Not that it’s necessarily easy to win over an on-campus audience. In recent years, the magazine has tried everything from poetry slams to ugly-sweater parties to build name recognition on campus. (MiddleWestern Voice takes its name from Ursula Niebuhr’s assessment of her husband, the eminent theologian and 1910 Elmhurst graduate, Reinhold Niebuhr.) Balavitch remembers seeing an issue of MiddleWestern Voice for the first time as a freshman and being mostly unmoved. The following year, though, Assistant Professor of Art Geoff Sciacca urged Balavitch to join the magazine’s staff. MWV was just beginning to transform itself into a more ambitious, full-color magazine with layouts that displayed the graphic-design influence of highly regarded consumer publications like Wired and Nylon. Balavitch was hooked. She made up her mind that she wanted to help shape the magazine’s evolving visual style.

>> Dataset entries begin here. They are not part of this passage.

//! Prometheus metrics for core components.
//!
//! This module provides metrics for:
//! - Merge engine (record outcomes)
//! - Bucket store (flushes, cache lookups, evictions)
//! - Replication (pages, applied records, cycles)

use once_cell::sync::Lazy;
use prometheus::{HistogramOpts, HistogramVec, IntCounter, IntCounterVec, Opts};

// =============================================================================
// Merge Metrics
// =============================================================================

/// Records seen by `AddOrUpdate`, by outcome.
pub static MERGE_RECORDS: Lazy<IntCounterVec> = Lazy::new(|| {
    IntCounterVec::new(
        Opts::new("magnetdb_merge_records_total", "Records processed by the merge engine"),
        &["outcome"], // "inserted", "updated", "unchanged", "rejected", "skipped", "failed"
    )
    .unwrap()
});

// =============================================================================
// Store Metrics
// =============================================================================

/// Bucket flushes by result.
pub static BUCKET_FLUSHES: Lazy<IntCounterVec> = Lazy::new(|| {
    IntCounterVec::new(
        Opts::new("magnetdb_bucket_flushes_total", "Bucket file flushes"),
        &["result"], // "written", "deleted", "failed"
    )
    .unwrap()
});

/// Bucket flush duration in seconds.
pub static BUCKET_FLUSH_DURATION: Lazy<HistogramVec> = Lazy::new(|| {
    HistogramVec::new(
        HistogramOpts::new(
            "magnetdb_bucket_flush_duration_seconds",
            "Duration of a bucket flush",
        )
        .buckets(vec![0.0005, 0.001, 0.005, 0.01, 0.05, 0.1, 0.5, 1.0]),
        &[],
    )
    .unwrap()
});

/// Read-cache lookups by result.
pub static CACHE_LOOKUPS: Lazy<IntCounterVec> = Lazy::new(|| {
    IntCounterVec::new(
        Opts::new("magnetdb_cache_lookups_total", "Bucket cache lookups"),
        &["result"], // "hit", "miss", "expired"
    )
    .unwrap()
});

/// Cached snapshots dropped by eviction or expiry.
pub static CACHE_EVICTIONS: Lazy<IntCounter> = Lazy::new(|| {
    IntCounter::new(
        "magnetdb_cache_evictions_total",
        "Bucket snapshots dropped from the cache",
    )
    .unwrap()
});

// =============================================================================
// Replication Metrics
// =============================================================================

/// Pages fetched from peers.
pub static SYNC_PAGES: Lazy<IntCounterVec> = Lazy::new(|| {
    IntCounterVec::new(
        Opts::new("magnetdb_sync_pages_total", "Replication pages fetched"),
        &["peer", "protocol", "result"], // protocol: "v1", "v2", "spidr"; result: "ok", "error"
    )
    .unwrap()
});

/// Records merged from peers after filtering.
pub static SYNC_RECORDS_APPLIED: Lazy<IntCounterVec> = Lazy::new(|| {
    IntCounterVec::new(
        Opts::new(
            "magnetdb_sync_records_applied_total",
            "Replicated records handed to the merge engine",
        ),
        &["peer"],
    )
    .unwrap()
});

/// Replication cycles by result.
pub static SYNC_CYCLES: Lazy<IntCounterVec> = Lazy::new(|| {
    IntCounterVec::new(
        Opts::new("magnetdb_sync_cycles_total", "Replication cycles"),
        &["peer", "result"], // "converged", "partial", "failed"
    )
    .unwrap()
});

/// Replication cycle duration in seconds.
pub static SYNC_CYCLE_DURATION: Lazy<HistogramVec> = Lazy::new(|| {
    HistogramVec::new(
        HistogramOpts::new(
            "magnetdb_sync_cycle_duration_seconds",
            "Duration of a replication cycle",
        )
        .buckets(vec![0.1, 1.0, 5.0, 30.0, 60.0, 300.0, 900.0, 3600.0]),
        &["peer"],
    )
    .unwrap()
});

/// Returns all core metrics for registration.
pub fn all_metrics() -> Vec<Box<dyn prometheus::core::Collector>> {
    vec![
        // Merge
        Box::new(MERGE_RECORDS.clone()),
        // Store
        Box::new(BUCKET_FLUSHES.clone()),
        Box::new(BUCKET_FLUSH_DURATION.clone()),
        Box::new(CACHE_LOOKUPS.clone()),
        Box::new(CACHE_EVICTIONS.clone()),
        // Replication
        Box::new(SYNC_PAGES.clone()),
        Box::new(SYNC_RECORDS_APPLIED.clone()),
        Box::new(SYNC_CYCLES.clone()),
        Box::new(SYNC_CYCLE_DURATION.clone()),
    ]
}
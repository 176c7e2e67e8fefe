//! Timestamps as they travel on the wire, and the file-time cursor scale.

use chrono::{DateTime, NaiveDateTime, SecondsFormat, Utc};
use serde::{Deserialize, Deserializer, Serializer};

/// Placeholder for a timestamp the source never provided.
pub const UNSET_TIME: DateTime<Utc> = DateTime::<Utc>::UNIX_EPOCH;

/// 100ns ticks between 1601-01-01 and 1970-01-01.
const FILE_TIME_EPOCH_OFFSET: i64 = 116_444_736_000_000_000;
const TICKS_PER_SECOND: i64 = 10_000_000;

/// Convert a timestamp to file time (100ns ticks since 1601-01-01 UTC).
///
/// Replication cursors use this scale so they stay comparable with peers
/// that already speak the protocol.
pub fn file_time(dt: &DateTime<Utc>) -> i64 {
    dt.timestamp()
        .saturating_mul(TICKS_PER_SECOND)
        .saturating_add((dt.timestamp_subsec_nanos() / 100) as i64)
        .saturating_add(FILE_TIME_EPOCH_OFFSET)
}

/// Inverse of [`file_time`]. Returns `None` for negative or out of range values.
pub fn from_file_time(ft: i64) -> Option<DateTime<Utc>> {
    if ft < 0 {
        return None;
    }
    let since_unix = ft - FILE_TIME_EPOCH_OFFSET;
    let secs = since_unix.div_euclid(TICKS_PER_SECOND);
    let nanos = (since_unix.rem_euclid(TICKS_PER_SECOND) * 100) as u32;
    DateTime::from_timestamp(secs, nanos)
}

/// Render a cursor for log lines.
pub(crate) fn format_file_time(ft: i64) -> String {
    match from_file_time(ft) {
        Some(dt) if ft >= 0 => dt.format("%Y-%m-%d %H:%M:%S").to_string(),
        _ => "-".to_string(),
    }
}

/// Parse a wire timestamp.
///
/// Peers send RFC 3339 with or without offset and with up to seven
/// fractional digits; values without an offset are taken as UTC.
pub(crate) fn parse_wire_time(value: &str) -> Option<DateTime<Utc>> {
    DateTime::parse_from_rfc3339(value)
        .ok()
        .map(|dt| dt.with_timezone(&Utc))
        .or_else(|| {
            NaiveDateTime::parse_from_str(value, "%Y-%m-%dT%H:%M:%S%.f")
                .ok()
                .map(|ndt| ndt.and_utc())
        })
        .or_else(|| {
            NaiveDateTime::parse_from_str(value, "%Y-%m-%d %H:%M:%S")
                .ok()
                .map(|ndt| ndt.and_utc())
        })
}

/// Serde adapter for record timestamps; null, missing and unparsable become [`UNSET_TIME`].
pub(crate) mod wire_time {
    use super::*;

    pub fn serialize<S>(dt: &DateTime<Utc>, serializer: S) -> Result<S::Ok, S::Error>
    where
        S: Serializer,
    {
        serializer.serialize_str(&dt.to_rfc3339_opts(SecondsFormat::AutoSi, true))
    }

    pub fn deserialize<'de, D>(deserializer: D) -> Result<DateTime<Utc>, D::Error>
    where
        D: Deserializer<'de>,
    {
        let raw: Option<String> = Option::deserialize(deserializer)?;
        Ok(raw
            .as_deref()
            .and_then(parse_wire_time)
            .unwrap_or(UNSET_TIME))
    }
}
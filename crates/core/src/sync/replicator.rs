//! Per-peer replication loop.

use chrono::{DateTime, Utc};
use rand::Rng;
use serde::Serialize;
use std::sync::atomic::{AtomicBool, Ordering};
use std::sync::Arc;
use std::time::{Duration, Instant};
use tokio::sync::{broadcast, Mutex, RwLock};
use tracing::{debug, error, info, warn};

use super::client::PeerClient;
use super::cursor::{CursorStore, Cursors};
use super::filter::SyncFilter;
use super::protocol::{
    DrainContext, DrainOutcome, DrainSettings, DrainStats, SyncProtocol, V1Protocol, V2Protocol,
};
use super::SyncError;
use crate::config::{redact_url_credentials, SyncConfig};
use crate::merge::MergeEngine;
use crate::metrics::{SYNC_CYCLES, SYNC_CYCLE_DURATION};
use crate::record::format_file_time;

/// Where a replicator is in its cycle.
#[derive(Debug, Clone, Copy, PartialEq, Eq, Serialize)]
#[serde(rename_all = "lowercase")]
pub enum SyncState {
    Idle,
    Probing,
    Draining,
    Checkpointed,
}

/// Observable state of one peer's replication.
#[derive(Debug, Clone, Serialize)]
pub struct PeerStatus {
    pub peer: String,
    pub state: SyncState,
    /// Protocol used by the current or last cycle.
    pub protocol: Option<&'static str>,
    pub lastsync: i64,
    pub starsync: i64,
    pub cycles: u64,
    pub failures: u64,
    pub records_applied: u64,
    pub last_started: Option<DateTime<Utc>>,
    pub last_finished: Option<DateTime<Utc>>,
    pub last_error: Option<String>,
}

/// Result of one replication cycle or spidr pass.
#[derive(Debug, Clone)]
pub struct CycleReport {
    pub protocol: &'static str,
    pub outcome: DrainOutcome,
    pub cursors_before: Cursors,
    pub cursors: Cursors,
    pub stats: DrainStats,
    pub duration: Duration,
}

impl CycleReport {
    pub fn applied(&self) -> usize {
        self.stats.applied
    }
}

/// Pulls one peer's feed into the local store.
pub struct SyncReplicator {
    peer: Arc<dyn PeerClient>,
    peer_label: String,
    engine: Arc<MergeEngine>,
    cursor_store: Arc<dyn CursorStore>,
    filter: SyncFilter,
    config: SyncConfig,
    running: Arc<AtomicBool>,
    status: RwLock<PeerStatus>,
    // Loaded lazily; the lock also keeps cycles for one peer sequential.
    cursors: Mutex<Option<Cursors>>,
}

impl SyncReplicator {
    pub fn new(
        peer: Arc<dyn PeerClient>,
        engine: Arc<MergeEngine>,
        cursor_store: Arc<dyn CursorStore>,
        config: &SyncConfig,
    ) -> Self {
        let peer_label = redact_url_credentials(peer.base_url());
        Self {
            status: RwLock::new(PeerStatus {
                peer: peer_label.clone(),
                state: SyncState::Idle,
                protocol: None,
                lastsync: -1,
                starsync: -1,
                cycles: 0,
                failures: 0,
                records_applied: 0,
                last_started: None,
                last_finished: None,
                last_error: None,
            }),
            peer,
            peer_label,
            engine,
            cursor_store,
            filter: SyncFilter::from_config(config),
            config: config.clone(),
            running: Arc::new(AtomicBool::new(true)),
            cursors: Mutex::new(None),
        }
    }

    pub fn with_filter(mut self, filter: SyncFilter) -> Self {
        self.filter = filter;
        self
    }

    pub fn peer_url(&self) -> &str {
        &self.peer_label
    }

    pub fn is_running(&self) -> bool {
        self.running.load(Ordering::Relaxed)
    }

    pub fn set_running(&self) {
        self.running.store(true, Ordering::SeqCst);
    }

    /// Ask the loops to stop. A page in flight is finished first.
    pub fn request_stop(&self) {
        self.running.store(false, Ordering::SeqCst);
    }

    pub async fn status(&self) -> PeerStatus {
        self.status.read().await.clone()
    }

    async fn set_state(&self, state: SyncState) {
        self.status.write().await.state = state;
    }

    /// Run one full cycle: probe, drain, checkpoint.
    ///
    /// On error every page applied before the failure stays applied and its
    /// cursor is persisted; the next cycle resumes from there.
    pub async fn run_cycle(&self) -> Result<CycleReport, SyncError> {
        let mut cached = self.cursors.lock().await;
        let started = Instant::now();

        let cursors_before = match *cached {
            Some(cursors) => cursors,
            None => match self.cursor_store.load().await {
                Ok(cursors) => cursors,
                Err(e) => return Err(self.record_failure(e, started).await),
            },
        };
        *cached = Some(cursors_before);

        {
            let mut status = self.status.write().await;
            status.state = SyncState::Probing;
            status.lastsync = cursors_before.lastsync;
            status.starsync = cursors_before.starsync;
            status.last_started = Some(Utc::now());
        }
        info!(
            peer = %self.peer_label,
            lastsync = cursors_before.lastsync,
            lastsync_at = %format_file_time(cursors_before.lastsync),
            starsync = cursors_before.starsync,
            "Replication cycle started"
        );

        let conf = match self.peer.conf().await {
            Ok(conf) => conf,
            Err(e) => return Err(self.record_failure(e, started).await),
        };
        let protocol: Box<dyn SyncProtocol> = if conf.fbd {
            Box::new(V2Protocol::main())
        } else {
            Box::new(V1Protocol)
        };
        debug!(peer = %self.peer_label, protocol = protocol.name(), spidr = conf.spidr, "Peer probed");

        {
            let mut status = self.status.write().await;
            status.state = SyncState::Draining;
            status.protocol = Some(protocol.name());
        }

        let mut ctx = DrainContext::new(
            self.peer.as_ref(),
            &self.engine,
            self.cursor_store.as_ref(),
            &self.filter,
            &self.running,
            DrainSettings::from_config(&self.config),
            cursors_before,
            true,
        );
        let drained = protocol.drain(&mut ctx).await;
        let cursors = ctx.cursors();
        let stats = ctx.stats();
        *cached = Some(cursors);

        self.set_state(SyncState::Checkpointed).await;
        let persisted = if drained.is_ok() || cursors.lastsync > 0 {
            self.persist(cursors).await
        } else {
            Ok(())
        };

        {
            let mut status = self.status.write().await;
            status.lastsync = cursors.lastsync;
            status.starsync = cursors.starsync;
            status.records_applied += stats.applied as u64;
        }

        let outcome = match (drained, persisted) {
            (Ok(outcome), Ok(())) => outcome,
            (Err(e), _) | (Ok(_), Err(e)) => return Err(self.record_failure(e, started).await),
        };

        let report = CycleReport {
            protocol: protocol.name(),
            outcome,
            cursors_before,
            cursors,
            stats,
            duration: started.elapsed(),
        };
        self.record_success(&report).await;
        Ok(report)
    }

    async fn persist(&self, cursors: Cursors) -> Result<(), SyncError> {
        self.engine.store().save_master().await?;
        self.cursor_store.save_lastsync(cursors.lastsync).await
    }

    async fn record_success(&self, report: &CycleReport) {
        SYNC_CYCLES
            .with_label_values(&[&self.peer_label, "ok"])
            .inc();
        SYNC_CYCLE_DURATION
            .with_label_values(&[&self.peer_label])
            .observe(report.duration.as_secs_f64());

        {
            let mut status = self.status.write().await;
            status.state = SyncState::Idle;
            status.cycles += 1;
            status.last_finished = Some(Utc::now());
            status.last_error = None;
        }

        info!(
            peer = %self.peer_label,
            protocol = report.protocol,
            outcome = ?report.outcome,
            pages = report.stats.pages,
            received = report.stats.received,
            applied = report.stats.applied,
            lastsync = report.cursors.lastsync,
            lastsync_at = %format_file_time(report.cursors.lastsync),
            starsync = report.cursors.starsync,
            duration_ms = report.duration.as_millis() as u64,
            "Replication cycle finished"
        );
    }

    async fn record_failure(&self, e: SyncError, started: Instant) -> SyncError {
        SYNC_CYCLES
            .with_label_values(&[&self.peer_label, "error"])
            .inc();
        SYNC_CYCLE_DURATION
            .with_label_values(&[&self.peer_label])
            .observe(started.elapsed().as_secs_f64());

        {
            let mut status = self.status.write().await;
            status.state = SyncState::Idle;
            status.cycles += 1;
            status.failures += 1;
            status.last_finished = Some(Utc::now());
            status.last_error = Some(e.to_string());
        }

        error!(peer = %self.peer_label, error = %e, "Replication cycle failed");
        e
    }

    /// Drain the peer's spidr feed once. `None` if the peer does not offer it.
    pub async fn run_spidr_pass(&self) -> Result<Option<CycleReport>, SyncError> {
        let conf = self.peer.conf().await?;
        if !conf.spidr {
            debug!(peer = %self.peer_label, "Peer does not offer spidr feed");
            return Ok(None);
        }

        let started = Instant::now();
        let protocol = V2Protocol::spidr();
        let mut ctx = DrainContext::new(
            self.peer.as_ref(),
            &self.engine,
            self.cursor_store.as_ref(),
            &self.filter,
            &self.running,
            DrainSettings::from_config(&self.config),
            Cursors::default(),
            false,
        );
        let outcome = protocol.drain(&mut ctx).await?;

        let report = CycleReport {
            protocol: protocol.name(),
            outcome,
            cursors_before: Cursors::default(),
            cursors: ctx.cursors(),
            stats: ctx.stats(),
            duration: started.elapsed(),
        };
        info!(
            peer = %self.peer_label,
            pages = report.stats.pages,
            received = report.stats.received,
            applied = report.stats.applied,
            duration_ms = report.duration.as_millis() as u64,
            "Spidr pass finished"
        );
        Ok(Some(report))
    }

    /// Pause before the next main cycle: jitter plus `max(interval, min_interval)`.
    pub fn next_cycle_delay(&self) -> Duration {
        let lo = self.config.jitter_min_secs.min(self.config.jitter_max_secs);
        let hi = self.config.jitter_min_secs.max(self.config.jitter_max_secs);
        let jitter = rand::rng().random_range(lo..=hi);
        let minutes = self
            .config
            .interval_minutes
            .max(self.config.min_interval_minutes);
        Duration::from_secs(jitter + minutes * 60)
    }

    pub fn spidr_delay(&self) -> Duration {
        let minutes = self
            .config
            .spidr_interval_minutes
            .max(self.config.min_interval_minutes);
        Duration::from_secs(minutes * 60)
    }

    /// Main replication loop. Returns on shutdown.
    pub async fn run(self: Arc<Self>, mut shutdown: broadcast::Receiver<()>) {
        info!(peer = %self.peer_label, "Replication loop started");

        let startup = Duration::from_secs(self.config.startup_delay_secs);
        tokio::select! {
            _ = shutdown.recv() => {
                info!(peer = %self.peer_label, "Replication loop stopped before first cycle");
                return;
            }
            _ = tokio::time::sleep(startup) => {}
        }

        loop {
            if !self.is_running() {
                break;
            }
            // Failures are logged and recorded in the status.
            let _ = self.run_cycle().await;

            let delay = self.next_cycle_delay();
            debug!(peer = %self.peer_label, delay_secs = delay.as_secs(), "Next replication cycle scheduled");
            tokio::select! {
                _ = shutdown.recv() => break,
                _ = tokio::time::sleep(delay) => {}
            }
        }

        info!(peer = %self.peer_label, "Replication loop stopped");
    }

    /// Spidr loop: waits one interval, then drains with a fresh cursor.
    pub async fn run_spidr(self: Arc<Self>, mut shutdown: broadcast::Receiver<()>) {
        info!(peer = %self.peer_label, "Spidr loop started");
        loop {
            tokio::select! {
                _ = shutdown.recv() => break,
                _ = tokio::time::sleep(self.spidr_delay()) => {}
            }
            if !self.is_running() {
                break;
            }
            if let Err(e) = self.run_spidr_pass().await {
                warn!(peer = %self.peer_label, error = %e, "Spidr pass failed");
            }
        }
        info!(peer = %self.peer_label, "Spidr loop stopped");
    }
}
use axum::{
    extract::State,
    http::{header, StatusCode},
    response::IntoResponse,
    Json,
};
use magnetdb_core::SanitizedConfig;
use serde::Serialize;
use std::sync::Arc;

use crate::metrics::{collect_dynamic_metrics, encode_metrics};
use crate::state::AppState;

#[derive(Serialize)]
pub struct HealthResponse {
    pub status: String,
    pub buckets: usize,
    pub started_at: String,
}

#[derive(Debug, Serialize)]
pub struct ErrorResponse {
    pub error: String,
}

pub type ApiError = (StatusCode, Json<ErrorResponse>);

pub fn api_error(status: StatusCode, message: impl Into<String>) -> ApiError {
    (
        status,
        Json(ErrorResponse {
            error: message.into(),
        }),
    )
}

pub async fn health(State(state): State<Arc<AppState>>) -> Json<HealthResponse> {
    Json(HealthResponse {
        status: "ok".to_string(),
        buckets: state.store().master().len(),
        started_at: state.started_at().to_rfc3339(),
    })
}

pub async fn get_config(State(state): State<Arc<AppState>>) -> Json<SanitizedConfig> {
    Json(state.sanitized_config())
}

/// GET /metrics
///
/// Prometheus text exposition.
pub async fn metrics(State(state): State<Arc<AppState>>) -> impl IntoResponse {
    collect_dynamic_metrics(&state).await;
    (
        [(header::CONTENT_TYPE, "text/plain; version=0.0.4")],
        encode_metrics(),
    )
}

Last year’s prize-winning issue included short fiction by Megan Kirby about a young man’s self-destructive return to “the stained sidewalks…the pervasive smells of exhaust” of his depressed hometown; a portfolio of work produced for the Elmhurst campus by Professor John Pitman Weber’s mosaics class; and a playful cover illustration by Katy McEvoy inspired by the psychedelic lyrics of Credence Clearwater Revival’s “Lookin’ Out My Back Door.” (You can check out the entire issue here.)

“The magazine is getting more and more interesting and aesthetic,” Balavitch said.

She’s not the only one to notice. Pacemaker judges praised the award-winners for their “variety of topics and ideas presented” and for “layouts that dazzled.” MWV may even be winning attention, at last, on campus. Balavitch said more students are showing up at the magazine’s staff meetings to get involved. She hopes the endorsement of the Pacemaker award judges gives a welcome boost to the magazine’s profile.

“We’ve always been a little under-recognized here,” Balavitch said. “Maybe this award will help us do something about that.”